Que lui reproche-t-on? "La proposition d'arbitrage est venue du président du CDR", a-t-il accusé jeudi Stéphane Richard, qui a réfuté du même coup les propos qui lui avaient été attribués et mettant en cause Jean-Louis Borloo. "On a retrouvé ce dossier en 2007", après l'élection présidentielle, "Monsieur Rocchi est venu me voir à Bercy, a précisé Stéphane Richard. Mon rôle a été celui d'interlocuteur. C'est le président du CDR qui a mené l'intégralité du dossier". Jean-François Rocchi est également visé par l’enquête ouverte contre X en septembre 2012 sur cette affaire.

> Bernard Scemama, ancien président de l'EPFR

Quel était son rôle? Bernard Scemama a présidé l'Etablissement public de financement et de restructuration (EPFR), qui chapeaute au nom de l'Etat le CDR, de septembre 2007 à février 2009. Aujourd’hui membre du conseil de surveillance de l’aéroport de Bordeaux, Bernard Scemama est poursuivi devant une Cour de discipline budgétaire pour sa responsabilité dans l'arbitrage du Crédit Lyonnais. Un rôle "minime" selon lui. "Je rappelle que j'ai été nommé le 15 septembre 2007 et que je suis entré en fonction le mois suivant, le jour même où le CDR a pris la décision de recourir à l'arbitrage. Le processus était déjà très largement entamé à mon arrivée", souligne-t-il dans une interview au Monde, en août 2011.

Que lui reproche-t-on? "Tous les actes aujourd’hui contestés ont été pris avec l’approbation ou à la demande de la ministre", assure-t-il, mettant directement en cause Christine Lagarde. "Je n'ai été qu'un exécutant, j'ai appliqué scrupuleusement les instructions de la ministre des Finances", se défend-il encore. Il est visé par l’enquête ouverte contre X en septembre 2012 sur cette affaire.

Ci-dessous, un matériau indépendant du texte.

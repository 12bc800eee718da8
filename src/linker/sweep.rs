//! Removal of unmarked entities.
//!
//! A sweep works in two phases. The first computes, without touching the graph, which
//! tokens go and how every surviving row that lists or points at them must be rewritten;
//! the referential closure check runs on that plan. Only when the plan is consistent is
//! it committed, so a failed sweep leaves the graph exactly as it was.

use rustc_hash::FxHashMap;
use std::{collections::BTreeMap, sync::Arc};

use crate::{
    linker::{config::LinkerConfig, state::MarkStore},
    metadata::{
        entities::{Entity, EntityKind},
        graph::EntityGraph,
        token::Token,
    },
    Error, Result,
};

/// What a sweep removed.
#[derive(Debug, Clone, Default, PartialEq, Eq)]
pub struct SweepReport {
    removed: BTreeMap<EntityKind, Vec<Token>>,
    rewritten: usize,
}

impl SweepReport {
    /// Removed tokens of one kind, in token order.
    #[must_use]
    pub fn removed_of(&self, kind: EntityKind) -> &[Token] {
        self.removed.get(&kind).map_or(&[], Vec::as_slice)
    }

    /// Removed tokens per kind.
    #[must_use]
    pub fn removed(&self) -> &BTreeMap<EntityKind, Vec<Token>> {
        &self.removed
    }

    /// Number of removed entities.
    #[must_use]
    pub fn total_removed(&self) -> usize {
        self.removed.values().map(Vec::len).sum()
    }

    /// Number of surviving rows whose lists or links were pruned.
    #[must_use]
    pub fn rewritten(&self) -> usize {
        self.rewritten
    }

    /// Returns `true` if the sweep changed nothing.
    #[must_use]
    pub fn is_empty(&self) -> bool {
        self.total_removed() == 0 && self.rewritten == 0
    }
}

/// Deletes every entity that is not marked.
#[derive(Debug, Clone, Copy)]
pub struct Sweep {
    verify_references: bool,
}

impl Sweep {
    /// Creates a sweep using the reference verification setting of `config`.
    #[must_use]
    pub fn new(config: &LinkerConfig) -> Self {
        Self {
            verify_references: config.verify_references,
        }
    }

    /// Removes every unmarked entity from `graph` and prunes the rows that survive.
    ///
    /// Sweeping an already swept graph with the same marks removes nothing.
    ///
    /// # Errors
    /// - [`Error::Malformed`] if `marks` was not computed over `graph`
    /// - [`Error::DanglingReference`] if a surviving entity would reference a removed one;
    ///   the graph is left untouched
    pub fn run(&self, graph: &mut EntityGraph, marks: &MarkStore) -> Result<SweepReport> {
        if !Arc::ptr_eq(marks.entity_index(), graph.entity_index()) {
            return Err(malformed_error!(
                "Mark state was computed for a different entity graph"
            ));
        }

        let survives = |token: Token| marks.is_marked(token) && graph.contains(token);

        let mut removed: BTreeMap<EntityKind, Vec<Token>> = BTreeMap::new();
        let mut rewrites: FxHashMap<Token, Entity> = FxHashMap::default();
        for token in graph.tokens() {
            let Some(entity) = graph.entity(token) else {
                continue;
            };
            if !survives(token) {
                removed.entry(entity.kind()).or_default().push(token);
            } else if let Some(pruned) = prune(&entity, &survives) {
                rewrites.insert(token, pruned);
            }
        }

        if self.verify_references {
            for token in graph.tokens().filter(|token| survives(*token)) {
                let entity = match rewrites.get(&token) {
                    Some(pruned) => Some(pruned.clone()),
                    None => graph.entity(token),
                };
                let Some(entity) = entity else {
                    continue;
                };
                if let Some(to) = entity
                    .references()
                    .into_iter()
                    .find(|to| !to.is_external() && !survives(*to))
                {
                    tracing::error!(
                        "{} references {}, which is about to be removed",
                        graph.qualified_name(token),
                        graph.qualified_name(to)
                    );
                    return Err(Error::DanglingReference { from: token, to });
                }
            }
        }

        let rewritten = rewrites.len();
        for tokens in removed.values() {
            for token in tokens {
                graph.remove(*token);
            }
        }
        for (_, pruned) in rewrites {
            graph.replace(pruned);
        }
        graph.rebuild_member_index();

        let report = SweepReport { removed, rewritten };
        tracing::info!(
            "Sweep removed {} entities and rewrote {} rows",
            report.total_removed(),
            report.rewritten
        );
        Ok(report)
    }
}

/// Returns a copy of `entity` with every list entry and weak link that does not survive
/// dropped, or `None` if nothing would change.
fn prune(entity: &Entity, survives: &impl Fn(Token) -> bool) -> Option<Entity> {
    let keep = |list: &[Token]| -> Option<Vec<Token>> {
        let kept: Vec<Token> = list.iter().copied().filter(|token| survives(*token)).collect();
        (kept.len() != list.len()).then_some(kept)
    };

    match entity {
        Entity::Type(row) => {
            let interfaces = keep(&row.interfaces);
            let methods = keep(&row.methods);
            let fields = keep(&row.fields);
            let attributes = keep(&row.custom_attributes);
            let directives = keep(&row.directives);
            if interfaces.is_none()
                && methods.is_none()
                && fields.is_none()
                && attributes.is_none()
                && directives.is_none()
            {
                return None;
            }

            let mut pruned = (**row).clone();
            pruned.interfaces = interfaces.unwrap_or(pruned.interfaces);
            pruned.methods = methods.unwrap_or(pruned.methods);
            pruned.fields = fields.unwrap_or(pruned.fields);
            pruned.custom_attributes = attributes.unwrap_or(pruned.custom_attributes);
            pruned.directives = directives.unwrap_or(pruned.directives);
            Some(Entity::Type(Arc::new(pruned)))
        }
        Entity::Method(row) => {
            let attributes = keep(&row.custom_attributes);
            let param_attributes = keep(&row.param_attributes);
            let directives = keep(&row.directives);
            // An override of a removed slot survives as a plain virtual method
            let stale_override = row
                .overrides
                .is_some_and(|slot| !slot.is_external() && !survives(slot));
            if attributes.is_none()
                && param_attributes.is_none()
                && directives.is_none()
                && !stale_override
            {
                return None;
            }

            let mut pruned = (**row).clone();
            pruned.custom_attributes = attributes.unwrap_or(pruned.custom_attributes);
            pruned.param_attributes = param_attributes.unwrap_or(pruned.param_attributes);
            pruned.directives = directives.unwrap_or(pruned.directives);
            if stale_override {
                pruned.overrides = None;
            }
            Some(Entity::Method(Arc::new(pruned)))
        }
        Entity::Field(row) => {
            let attributes = keep(&row.custom_attributes)?;
            let mut pruned = (**row).clone();
            pruned.custom_attributes = attributes;
            Some(Entity::Field(Arc::new(pruned)))
        }
        Entity::InterfaceImpl(row) => {
            let attributes = keep(&row.custom_attributes)?;
            let mut pruned = (**row).clone();
            pruned.custom_attributes = attributes;
            Some(Entity::InterfaceImpl(Arc::new(pruned)))
        }
        Entity::CustomAttribute(_) | Entity::PreserveDirective(_) => None,
    }
}

#[cfg(test)]
mod tests {
    use super::*;
    use crate::{
        diagnostics::{Diagnostics, NoSuppression},
        linker::engine::MarkingEngine,
        metadata::{
            builder::EntityGraphBuilder,
            entities::{MethodBody, MethodModifiers, TypeAttributes},
            signature::MethodSignature,
        },
        test::{directive_scope_fixture, DirectiveScopeFixture},
    };

    fn mark(graph: &EntityGraph, roots: &[Token]) -> MarkStore {
        MarkingEngine::new(graph, &LinkerConfig::default())
            .run(roots, &Diagnostics::new(), &NoSuppression)
            .unwrap()
            .into_marks()
    }

    #[test]
    fn test_directive_scope_sweep() {
        let DirectiveScopeFixture {
            mut graph,
            t,
            i,
            i_foo,
            foo,
            keep,
            ctor,
            edge,
            directive,
        } = directive_scope_fixture();
        let marks = mark(&graph, &[keep]);

        let report = Sweep::new(&LinkerConfig::default())
            .run(&mut graph, &marks)
            .unwrap();

        assert_eq!(report.removed_of(EntityKind::Type), &[i]);
        assert_eq!(report.removed_of(EntityKind::Method), &[i_foo, ctor]);
        assert_eq!(report.removed_of(EntityKind::InterfaceImpl), &[edge]);
        assert_eq!(report.total_removed(), 4);

        let t_row = graph.type_def(t).unwrap();
        assert!(t_row.interfaces.is_empty());
        assert_eq!(t_row.methods, vec![foo, keep]);
        assert!(graph.contains(directive));
        assert!(!graph.contains(i));
        assert!(graph.member_index().types_named("MyApp.I").is_empty());
        assert_eq!(graph.member_index().members_named(t, "Foo"), &[foo]);
    }

    #[test]
    fn test_sweep_is_idempotent() {
        let DirectiveScopeFixture { mut graph, keep, .. } = directive_scope_fixture();
        let marks = mark(&graph, &[keep]);
        let sweep = Sweep::new(&LinkerConfig::default());

        let first = sweep.run(&mut graph, &marks).unwrap();
        let len = graph.len();
        let second = sweep.run(&mut graph, &marks).unwrap();

        assert!(!first.is_empty());
        assert!(second.is_empty());
        assert_eq!(graph.len(), len);
    }

    #[test]
    fn test_stale_override_is_cleared() {
        let mut builder = EntityGraphBuilder::new();
        let animal = builder.add_type("Zoo", "Animal", TypeAttributes::PUBLIC);
        let animal_speak = builder.add_method(
            animal,
            "Speak",
            MethodSignature::void(),
            MethodModifiers::VIRTUAL | MethodModifiers::NEW_SLOT,
        );
        let dog = builder.add_type("Zoo", "Dog", TypeAttributes::PUBLIC);
        builder.set_base(dog, animal).unwrap();
        let dog_speak = builder.add_method(
            dog,
            "Speak",
            MethodSignature::void(),
            MethodModifiers::VIRTUAL,
        );
        builder.set_overrides(dog_speak, animal_speak).unwrap();
        let program = builder.add_type("Zoo", "Program", TypeAttributes::PUBLIC);
        let main = builder.add_method(
            program,
            "Main",
            MethodSignature::void(),
            MethodModifiers::STATIC,
        );
        builder
            .set_body(main, MethodBody::builder().call(dog_speak).build())
            .unwrap();
        let mut graph = builder.build().unwrap();
        let marks = mark(&graph, &[main]);

        // The base slot is only referenced by the override link, which is not a dependency
        assert!(marks.is_marked(dog_speak));
        assert!(marks.is_marked(animal));
        assert!(!marks.is_marked(animal_speak));

        let report = Sweep::new(&LinkerConfig::default())
            .run(&mut graph, &marks)
            .unwrap();
        assert_eq!(report.removed_of(EntityKind::Method), &[animal_speak]);
        assert_eq!(graph.method(dog_speak).unwrap().overrides, None);
        assert!(report.rewritten() >= 2);
    }

    #[test]
    fn test_dangling_reference_aborts() {
        let DirectiveScopeFixture {
            mut graph, t, foo, ..
        } = directive_scope_fixture();
        let mut marks = MarkStore::new(graph.entity_index().clone());
        marks.mark(foo);
        let len = graph.len();

        let result = Sweep::new(&LinkerConfig::default()).run(&mut graph, &marks);
        assert!(matches!(
            result,
            Err(Error::DanglingReference { from, to }) if from == foo && to == t
        ));
        assert_eq!(graph.len(), len);

        // Without verification the inconsistent plan is committed
        let unchecked = LinkerConfig {
            verify_references: false,
            ..LinkerConfig::default()
        };
        let report = Sweep::new(&unchecked).run(&mut graph, &marks).unwrap();
        assert_eq!(report.total_removed(), len - 1);
        assert_eq!(graph.len(), 1);
    }

    #[test]
    fn test_foreign_marks_are_rejected() {
        let DirectiveScopeFixture { mut graph, .. } = directive_scope_fixture();
        let DirectiveScopeFixture { graph: other, keep, .. } = directive_scope_fixture();
        let marks = mark(&other, &[keep]);

        assert!(matches!(
            Sweep::new(&LinkerConfig::default()).run(&mut graph, &marks),
            Err(Error::Malformed { .. })
        ));
    }
}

> François Pérol, l'homme de l'Elysée

Quel était son rôle? Secrétaire général adjoint de l’Elysée entre 2007 et 2009, ancien directeur de cabinet adjoint de Nicolas Sarkozy aux Finances, François Pérol aurait été très actif dans le montage technique du dossier de l’arbitrage.

Que lui reproche-t-on? Selon Le Parisien, il pourrait bientôt être entendu par les juges d'instruction parisiens en charge de l'enquête. Les juges s'intéressent en effet à plusieurs rendez-vous qui ont eu lieu à l'Elysée entre des protagonistes de l'affaire, et auxquels Christine Lagarde n'a pas été associée. "Certains auraient vu plusieurs fois Bernard Tapie dans son bureau", rapporte ainsi le quotidien.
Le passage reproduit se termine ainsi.